The internal sphincter, about 3 mm in length and shorter than the external anal sphincter, does not extend to the lower edge of the anal canal but ends approximately 1 cm above this level. The lower muscular part of the anal sphincter therefore is only constituted by the external sphincter.
The internal sphincter has an intrinsic, sinusoidal “slow wave” activity with a frequency of 20–40 cycles per minute and is primarily responsible for the resting tone of the anus [46]. It contributes about 85 % of the resting anal sphincter pressure, which is measured at between 40 and 90 mmHg in health [47]. Weakness or disruption of the internal anal sphincter results in the passive leakage of fecal contents and incontinence of flatus [48].
Similarly to the IAS, the longitudinal muscles (LM) of the rectum extend into the anal canal in the space between the IAS and the external anal sphincter EAS. The longitudinal layer receives contributions from the levator ani, particularly the puboanalis [49,50], so it is also referred to as the conjoined tendon (muscle).
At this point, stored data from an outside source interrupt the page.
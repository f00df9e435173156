//! 라이프사이클 관리.
//!
//! 종료 신호 전파와 OS 시그널 대기.

use tokio::sync::watch;
use tracing::{info, warn};

/// 라이프사이클 관리자
pub struct LifecycleManager {
    shutdown_tx: watch::Sender<bool>,
    shutdown_rx: watch::Receiver<bool>,
}

impl LifecycleManager {
    /// 새 라이프사이클 관리자 생성
    pub fn new() -> Self {
        let (tx, rx) = watch::channel(false);
        Self {
            shutdown_tx: tx,
            shutdown_rx: rx,
        }
    }

    /// 종료 수신기 복제
    pub fn subscribe(&self) -> watch::Receiver<bool> {
        self.shutdown_rx.clone()
    }

    /// 종료 신호 발송
    pub fn shutdown(&self) {
        info!("종료 신호 발송");
        let _ = self.shutdown_tx.send(true);
    }

    /// OS 시그널 대기 (SIGINT, SIGTERM) 후 종료 신호 발송
    pub async fn wait_for_signal(&self) {
        #[cfg(unix)]
        {
            use tokio::signal::unix::{signal, SignalKind};
            match (
                signal(SignalKind::interrupt()),
                signal(SignalKind::terminate()),
            ) {
                (Ok(mut sigint), Ok(mut sigterm)) => {
                    tokio::select! {
                        _ = sigint.recv() => info!("SIGINT 수신"),
                        _ = sigterm.recv() => info!("SIGTERM 수신"),
                    }
                }
                (Err(e), _) | (_, Err(e)) => {
                    warn!("시그널 핸들러 등록 실패, Ctrl+C만 대기: {e}");
                    Self::wait_ctrl_c().await;
                }
            }
        }

        #[cfg(not(unix))]
        Self::wait_ctrl_c().await;

        self.shutdown();
    }

    async fn wait_ctrl_c() {
        match tokio::signal::ctrl_c().await {
            Ok(()) => info!("Ctrl+C 수신"),
            Err(e) => warn!("Ctrl+C 핸들러 등록 실패, 즉시 종료: {e}"),
        }
    }
}

impl Default for LifecycleManager {
    fn default() -> Self {
        Self::new()
    }
}
//! # rtcompare-dashboard
//!
//! 숏 폴링, 롱 폴링, 푸시 채널을 동시에 실행하며 기법별 메트릭을 집계한다.
//! 세션이 낙관적으로 기록한 로컬 값은 주기적으로 조회한 백엔드 권위 값으로 덮어쓴다.
//!
//! ## 구조
//!
//! - [`metrics_store`]: 기법별 카운터와 병합 연산
//! - [`notification_log`]: 최신순 고정 용량 알림 로그
//! - [`state`]: 공유 대시보드 상태 (`Arc`로 주입)
//! - [`session`]: 기법별 세션 (상태 머신 + I/O 루프)
//! - [`reconciler`]: 권위 메트릭 재조정
//! - [`coordinator`]: 전체 시작/중지/리셋 및 표시용 뷰

pub mod coordinator;
pub mod metrics_store;
pub mod notification_log;
pub mod reconciler;
pub mod session;
pub mod state;
pub mod view;

#[cfg(test)]
pub(crate) mod test_support;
The structural function of LM consists in connecting the visceral and somatic parts of the anal sphincter complex. The LM may give rise to medial extensions that cross the internal anal sphincter to contribute to the smooth muscle of the submucosa (musculus canalis ani, sustentator tunicae mucosae, Treitz muscle, musculus submucosae ani) [51]. Fine and Lawes also described a longitudinal layer of muscle lying on the inner aspect of the internal sphincter arising from the conjoined longitudinal muscle and named it muscularis submucosae ani [52]. Moreover, some fibers of the longitudinal muscle that traverse the internal sphincter and become inserted just below the anal valves anchoring the submucosa were called by Parks mucosal suspensory ligament [53]. Other fibers cross the subcutaneous part of the EAS to become the muscle corrugator ani. Some authors consider that the meshwork formed by the conjoined longitudinal muscle may minimize functional deterioration of the sphincters after surgical division and act as a support to prevent hemorrhoidal and rectal prolapse [54,55].
Histologically, ganglionic cells and Vater-Pacinian-like corpuscles can be identified inside the LM. Morphology, topography, and histology of the LM suggest that this muscle also participates in maintaining anorectal continence, probably with a sensitive function of control related to anal canal distension.
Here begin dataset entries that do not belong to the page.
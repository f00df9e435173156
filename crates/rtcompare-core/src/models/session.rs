//! 세션 라이프사이클 상태.

use serde::{Deserialize, Serialize};

/// 기법 세션 상태
///
/// `Inactive → Starting → Active ⇄ Waiting → Inactive`,
/// `Error`는 `Starting`/`Active`/`Waiting`에서 도달 가능.
#[derive(Debug, Clone, Copy, Default, PartialEq, Eq, Hash, Serialize, Deserialize)]
#[serde(rename_all = "snake_case")]
pub enum SessionState {
    #[default]
    Inactive,
    Starting,
    Active,
    Waiting,
    Error,
}

impl SessionState {
    /// 실행 중(시작 요청을 거부해야 하는) 상태인지
    pub fn is_running(&self) -> bool {
        matches!(
            self,
            SessionState::Starting | SessionState::Active | SessionState::Waiting
        )
    }
}

impl std::fmt::Display for SessionState {
    fn fmt(&self, f: &mut std::fmt::Formatter<'_>) -> std::fmt::Result {
        match self {
            SessionState::Inactive => write!(f, "Inactive"),
            SessionState::Starting => write!(f, "Starting"),
            SessionState::Active => write!(f, "Active"),
            SessionState::Waiting => write!(f, "Waiting"),
            SessionState::Error => write!(f, "Error"),
        }
    }
}

/// 푸시 채널 연결 상태 (세션 상태와 별도 신호)
#[derive(Debug, Clone, Copy, Default, PartialEq, Eq, Serialize, Deserialize)]
#[serde(rename_all = "snake_case")]
pub enum ConnectionStatus {
    /// 연결 없음
    #[default]
    Closed,
    /// 핸드셰이크 진행 중
    Connecting,
    /// 연결됨 + 구독 완료
    Connected,
    /// 연결 실패 또는 서버 측 종료
    Failed,
}

impl std::fmt::Display for ConnectionStatus {
    fn fmt(&self, f: &mut std::fmt::Formatter<'_>) -> std::fmt::Result {
        match self {
            ConnectionStatus::Closed => write!(f, "Closed"),
            ConnectionStatus::Connecting => write!(f, "Connecting"),
            ConnectionStatus::Connected => write!(f, "Connected"),
            ConnectionStatus::Failed => write!(f, "Failed"),
        }
    }
}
The external sphincter is a cylindrical striated muscle under voluntary control that constitutes the outer layer of the anal sphincter complex and comprises fast and slow twitch types, which allow it to maintain sustained tonic contraction at rest and also allow it to contract rapidly with voluntary squeeze.
However, the EAS contributes a small part to the resting anal tone [47]. Rather, in its primary function of voluntary contraction, pressures of between 50 and 200 mmHg can be generated (approximately double than the resting pressure), significantly reduced in case of denervation or damages, as in obstetric injuries [56].